NASA has identified 197 US-integrated investigations that have been conducted on orbit as of April 2009, though 55 of these investigations were conducted on the Space Shuttle missions to the ISS instead of on the ISS. According to NASA, as of February 2009, US ISS and research have resulted in over 160 publications, including articles on topics such as protein crystallization, plant growth, and human research. According to NASA, there have also been approximately 25 technology demonstration experiments flown on the ISS.
The ISS now houses a multicultural crew of six and has a mass of almost 800,000 pounds and a habitable volume of more than 12,000 cubic feet - approximately the size of a five-bedroom home, and uses state-of-the-art systems to generate solar electricity, recycle nearly 85% of its water and generate much of own oxygen supply. Nearly 190 astronauts have visited the space station, which is currently supporting its 22nd resident crew.
The group noted "there are no identified technical constraints to continuing ISS operations beyond the current planning horizon of 2015 to at least 2020, and that the partnership is currently working to certify on-orbit elements through 2028."
NASA's budget currently reflects plans for retirement of the ISS at the end of 2015. The Review of Human Space Flight Plans Committee has proposed extension of the ISS until 2020 in three of its five possible scenarios and Congress has directed NASA to take steps to ensure that it remains capable of remaining a viable and productive facility for the United States through at least 2020, but there has not been a commitment yet to continue operations.
As for the future shuttle missions, in May, shuttle Atlantis will use a 12 day mission to deliver an Integrated Cargo Carrier and a Russian-built Mini Research Module to the International Space Station. The Russian Mini Research Module will be attached to the bottom port of the ISS's Zarya module. The module also will carry US cargo.
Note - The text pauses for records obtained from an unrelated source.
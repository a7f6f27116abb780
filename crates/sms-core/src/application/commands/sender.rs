//! Sender selection
//!
//! Order: the configured default (created on demand), then the first
//! registered sender, then the fallback names, each created until one sticks.

use std::sync::Arc;

use crate::application::dto::SenderAvailability;
use crate::config::SenderRules;
use crate::domain::value_objects::SenderName;
use crate::error::{SmsError, SmsResult};
use crate::ports::outbound::SenderDirectory;

const SENDER_DESCRIPTION: &str = "SMS campaign sender";

/// Picks the sender name used for outgoing messages
pub struct SenderSelector {
    directory: Arc<dyn SenderDirectory>,
    default_sender: Option<String>,
    fallbacks: Vec<String>,
    rules: SenderRules,
}

impl SenderSelector {
    pub fn new(
        directory: Arc<dyn SenderDirectory>,
        default_sender: Option<String>,
        fallbacks: Vec<String>,
        rules: SenderRules,
    ) -> Self {
        Self {
            directory,
            default_sender: default_sender.filter(|s| !s.trim().is_empty()),
            fallbacks,
            rules,
        }
    }

    /// Make sure `name` exists, creating it when missing
    pub async fn ensure(&self, name: &str) -> SmsResult<SenderAvailability> {
        let sender = SenderName::parse(name, self.rules)?;

        let existing = self.directory.list_senders().await?;
        if existing.iter().any(|s| s == sender.as_str()) {
            return Ok(SenderAvailability { sender: sender.as_str().to_string(), created: false });
        }

        let response = self.directory.create_sender(sender.as_str(), SENDER_DESCRIPTION).await?;
        if !response.success {
            return Err(SmsError::Gateway(response.message));
        }

        tracing::info!(sender = %sender, "Created SMS sender");
        Ok(SenderAvailability { sender: sender.as_str().to_string(), created: true })
    }

    /// Best sender available right now
    pub async fn best_sender(&self) -> SmsResult<String> {
        if let Some(default) = &self.default_sender {
            match self.ensure(default).await {
                Ok(availability) => return Ok(availability.sender),
                Err(e) => tracing::warn!(sender = %default, error = %e, "Default sender unavailable"),
            }
        }

        let existing = self.directory.list_senders().await?;
        if let Some(first) = existing.into_iter().next() {
            tracing::debug!(sender = %first, "Using first registered sender");
            return Ok(first);
        }

        for name in &self.fallbacks {
            match self.directory.create_sender(name, SENDER_DESCRIPTION).await {
                Ok(response) if response.success => {
                    tracing::info!(sender = %name, "Created fallback sender");
                    return Ok(name.clone());
                }
                Ok(response) => tracing::debug!(sender = %name, reason = %response.message, "Fallback sender refused"),
                Err(e) => tracing::debug!(sender = %name, error = %e, "Fallback sender failed"),
            }
        }

        Err(SmsError::Gateway("no usable SMS sender could be found or created".into()))
    }
}
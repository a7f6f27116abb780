//! Outbound ports
//!
//! Hexagonal architecture: these are the interfaces that infrastructure must
//! implement. Every method is async and fallible; a refusal that the remote
//! side reports cleanly comes back as a `GatewayResponse` with
//! `success == false`, a transport failure as `Err`.

use async_trait::async_trait;
use chrono::NaiveDateTime;
use rust_decimal::Decimal;
use serde::{Deserialize, Serialize};

use crate::domain::aggregates::{CalendarEvent, EventContact};
use crate::domain::DomainEvent;
use crate::error::SmsResult;

/// SMS gateway port
#[async_trait]
pub trait SmsGateway: Send + Sync {
    /// Check credentials and reachability
    async fn test_connection(&self) -> SmsResult<GatewayResponse>;

    /// Remaining credits
    async fn balance(&self) -> SmsResult<GatewayResponse>;

    /// Send one message. `sender` of `None` lets the gateway choose.
    async fn send(&self, message: &str, to: &str, sender: Option<&str>) -> SmsResult<GatewayResponse>;
}

/// Registered sender names
#[async_trait]
pub trait SenderDirectory: Send + Sync {
    async fn list_senders(&self) -> SmsResult<Vec<String>>;

    async fn create_sender(&self, name: &str, description: &str) -> SmsResult<GatewayResponse>;
}

/// Item valuation lookup
#[async_trait]
pub trait RateLookup: Send + Sync {
    /// `None` when the item has no known valuation
    async fn valuation_rate(&self, item_code: &str) -> SmsResult<Option<Decimal>>;
}

/// Customer contact lookup
#[async_trait]
pub trait CustomerLookup: Send + Sync {
    /// Raw mobile number as stored, not normalized
    async fn mobile(&self, customer: &str) -> SmsResult<Option<String>>;
}

/// Calendar read access for reminders
#[async_trait]
pub trait CalendarSource: Send + Sync {
    /// Events starting inside `[start, end]`
    async fn events_starting_between(
        &self,
        start: NaiveDateTime,
        end: NaiveDateTime,
    ) -> SmsResult<Vec<CalendarEvent>>;

    async fn participants(&self, event_name: &str) -> SmsResult<Vec<EventContact>>;
}

/// Event publisher port
#[async_trait]
pub trait EventPublisher: Send + Sync {
    /// Publish domain events
    async fn publish(&self, events: Vec<DomainEvent>) -> SmsResult<()>;
}

/// Response envelope shared by gateway and sender operations
#[derive(Clone, Debug, Default, PartialEq, Serialize, Deserialize)]
pub struct GatewayResponse {
    pub success: bool,
    #[serde(default)]
    pub message: String,
    #[serde(default, skip_serializing_if = "Option::is_none")]
    pub credits: Option<f64>,
    #[serde(default, skip_serializing_if = "Option::is_none")]
    pub status: Option<String>,
    #[serde(default, skip_serializing_if = "Option::is_none")]
    pub service_name: Option<String>,
    #[serde(default, skip_serializing_if = "Option::is_none")]
    pub senders: Option<Vec<String>>,
    #[serde(default, skip_serializing_if = "Option::is_none")]
    pub sender_used: Option<String>,
    #[serde(default, skip_serializing_if = "Option::is_none")]
    pub sms_id: Option<String>,
    #[serde(default, skip_serializing_if = "Option::is_none")]
    pub content: Option<String>,
}

impl GatewayResponse {
    pub fn ok(message: impl Into<String>) -> Self {
        Self {
            success: true,
            message: message.into(),
            ..Default::default()
        }
    }

    pub fn failure(message: impl Into<String>) -> Self {
        Self {
            success: false,
            message: message.into(),
            ..Default::default()
        }
    }

    pub fn with_sender(mut self, sender: impl Into<String>) -> Self {
        self.sender_used = Some(sender.into());
        self
    }

    pub fn with_content(mut self, content: impl Into<String>) -> Self {
        self.content = Some(content.into());
        self
    }
}

#[cfg(test)]
mod tests {
    use super::*;

    #[test]
    fn test_response_envelope_shape() {
        let json = serde_json::to_value(GatewayResponse::ok("sent").with_sender("ACME")).unwrap();
        assert_eq!(json["success"], true);
        assert_eq!(json["sender_used"], "ACME");
        assert!(json.get("credits").is_none());
    }

    #[test]
    fn test_response_parses_partial_payload() {
        let response: GatewayResponse =
            serde_json::from_str(r#"{"success": true, "message": "ok", "credits": 98.5, "service_name": "sms-ab12"}"#)
                .unwrap();
        assert_eq!(response.credits, Some(98.5));
        assert_eq!(response.service_name.as_deref(), Some("sms-ab12"));
        assert!(response.senders.is_none());
    }
}
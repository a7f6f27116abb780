//! Infrastructure layer
//!
//! Adapters implementing the outbound ports. The HTTP gateway adapter lives in
//! the CLI crate; this crate only ships in-memory ones.

pub mod memory;

pub use memory::{
    InMemoryCalendar, InMemoryEventPublisher, InMemoryGateway, InMemorySenderDirectory, SentMessage,
    StaticCustomerLookup, StaticRateLookup,
};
Three spacewalks are planned to stage spare components outside the station, including six spare batteries, a boom assembly for the Ku-band antenna and spares for the Canadian robotic arm extension. Other parts such as a radiator, airlock and European robotic arm for the Russian Multi-purpose Laboratory Module also expected top be on this flight, according to NASA.
In July shuttle Endeavour will return to space for a 10 day mission that will have it delivering a variety of spare parts to the ISS, including two S-band communications antennas, a high-pressure gas tank, additional spare parts for the Canadian robotic arm and micrometeoroid debris shields. Such shields are considered to be ever more important and the amount of space junk flying around or near the ISS has been increasing.
In September Discovery is set to be the final shuttle launched into space. Its nine day mission will bring the Express Logistics Carrier 4 and other spare components to the ISS. This will be the 134th and final shuttle flight and the 36th shuttle mission to the station. The logistics carriers add cargo space to the ISS.
The space shuttles' retirement follows almost 30 years of service and will after September leave the US without any major way of launching astronauts into space (NASA has plans to fly astronauts onboard Russian Soyuz spacecraft after 2011). NASA says it could ramp the program back up if it were instructed to do so at a cost of about $200 million a month.
On April 15, President Barack Obama will host a White House Conference on the Administration's new vision for America's future in space. The President and space experts will further outline the controversial course the Administration is charting for NASA.